確かにウェイターが置いた伝票には、二度見するほどの金額が記載されていた。だが、瑞穂と幹久が満足してくれたのなら安いものである。
「社会人に要らぬ気遣いは不要よ。幹久さんもデザート食べて」
「いや、俺、甘いもん苦手なんで」
即答した幹久は、遠慮ではなく、単純な好き嫌いで辞退しているようだ。
「そっか。まあ君も瑞穂ちゃんも甘いの好きだから、てっきり幹久さんも好きかと……ごめん」
「え?」
「ええっ!?」
菜穂子が謝った途端、瑞穂と幹久が同時に声を上げた。しかし菜穂子は、二人が驚く理由がわからない。
「どうしてそんなに驚くの?」
「だって、なほ姉が……すみ兄が甘党って言うから」
「え?まあ君、甘いものは良く食べるよ?昨日もプリン一緒に食べたし」
ちなみに一昨日は、真澄が買ってきたフルーツ大福を食後に半分こした。
美味しいと言って大福もプリンも完食していたから、真澄もてっきり甘党だと思っていたけれど──
「もしかして……まあ君って甘いもの苦手なの?」
そんなまさかという思いを抱きつつ菜穂子が尋ねれば、瑞穂と幹久は同時に首をフルフル横に振った。
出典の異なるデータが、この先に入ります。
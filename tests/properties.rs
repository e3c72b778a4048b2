use std::{collections::HashMap, time::Duration};

use pill_tabs::{Geometry, GeometryCache, MotionController, SpringConfig};
use proptest::prelude::*;

#[derive(Debug, Clone)]
enum CacheOp {
    Record(usize, Geometry),
    Prune(Vec<usize>),
}

const IDS: [&str; 5] = ["a", "b", "c", "d", "e"];

fn geometry() -> impl Strategy<Value = Geometry> {
    (0.0..500.0f64, 1.0..80.0f64).prop_map(|(offset, width)| Geometry::new(offset, width))
}

fn cache_op() -> impl Strategy<Value = CacheOp> {
    prop_oneof![
        3 => (0..IDS.len(), geometry()).prop_map(|(id, g)| CacheOp::Record(id, g)),
        1 => prop::collection::vec(0..IDS.len(), 0..IDS.len()).prop_map(CacheOp::Prune),
    ]
}

proptest! {
    /// The cache answers exactly like a map replaying the same records and prunes.
    #[test]
    fn cache_matches_model(ops in prop::collection::vec(cache_op(), 0..40)) {
        let mut cache = GeometryCache::default();
        let mut model: HashMap<&str, Geometry> = HashMap::new();

        for op in ops {
            match op {
                CacheOp::Record(id, g) => {
                    cache.record(IDS[id], g);
                    model.insert(IDS[id], g);
                }
                CacheOp::Prune(keep) => {
                    let keep: Vec<&str> = keep.into_iter().map(|i| IDS[i]).collect();
                    cache.prune(keep.iter().copied());
                    model.retain(|id, _| keep.contains(id));
                }
            }
            for id in IDS {
                prop_assert_eq!(cache.lookup(id), model.get(id).copied());
            }
        }
    }

    /// Any chain of retargets settles on the last target in bounded frames.
    #[test]
    fn motion_settles_on_last_target(
        targets in prop::collection::vec((geometry(), 0usize..20), 1..6),
        stiffness in 60.0..400.0f64,
    ) {
        let mut motion = MotionController::new(SpringConfig::critical(stiffness));
        let frame = Duration::from_millis(16);

        for (target, frames) in &targets {
            let before = motion.current();
            motion.retarget(*target);
            if let Some(before) = before {
                prop_assert_eq!(motion.current(), Some(before), "retarget must not jump");
            }
            for _ in 0..*frames {
                motion.tick(frame);
            }
        }

        let mut settle_frames = 0;
        while motion.tick(frame) {
            settle_frames += 1;
            prop_assert!(settle_frames < 1000, "did not settle");
        }
        let last = targets.last().map(|(g, _)| *g);
        prop_assert_eq!(motion.current(), last);
    }
}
「ううん。違う……と思うけど、ぶっちゃけわかんない。すみ兄が甘いもん食べてるの見たことないし、っていうか本家だと何食べても美味しくないから、あえて食べずにいたから、うちらが知らなかっただけかも」
瑞穂の説明は、菜穂子が納得するには十分な理由だった。でも、声に出して「そうだね」とは言いにくい。
「それにしても、一緒にプリン食べたかぁー。相変わらずラブラブだね、すみ兄となほ姉は──あ、ジェラートはこっちです!」
無自覚に菜穂子の複雑な心境に追い打ちをかけるような発言をした瑞穂は、遅れて届いたジェラートに目を輝かせている。
──ラブラブ……ねぇ。
本当の夫婦なら照れ笑いの一つもできた。けれど、期間限定かつ夫の真澄に片想い中の菜穂子には、ちょっと胸に刺さる言葉だ。
でもそのことを、瑞穂と幹久に気づかせるわけにはいかない。
二人は純粋に菜穂子のことを、義理の姉として慕ってくれている。真実を伝えることは、二人を傷つけることになる。
だから菜穂子はニコッと笑みを浮かべて、コーヒーカップを持ち上げる。そして伝えられない言葉と共に、コーヒーを啜る。
口に広がる豆の味は、舌がピリピリするほど苦かった。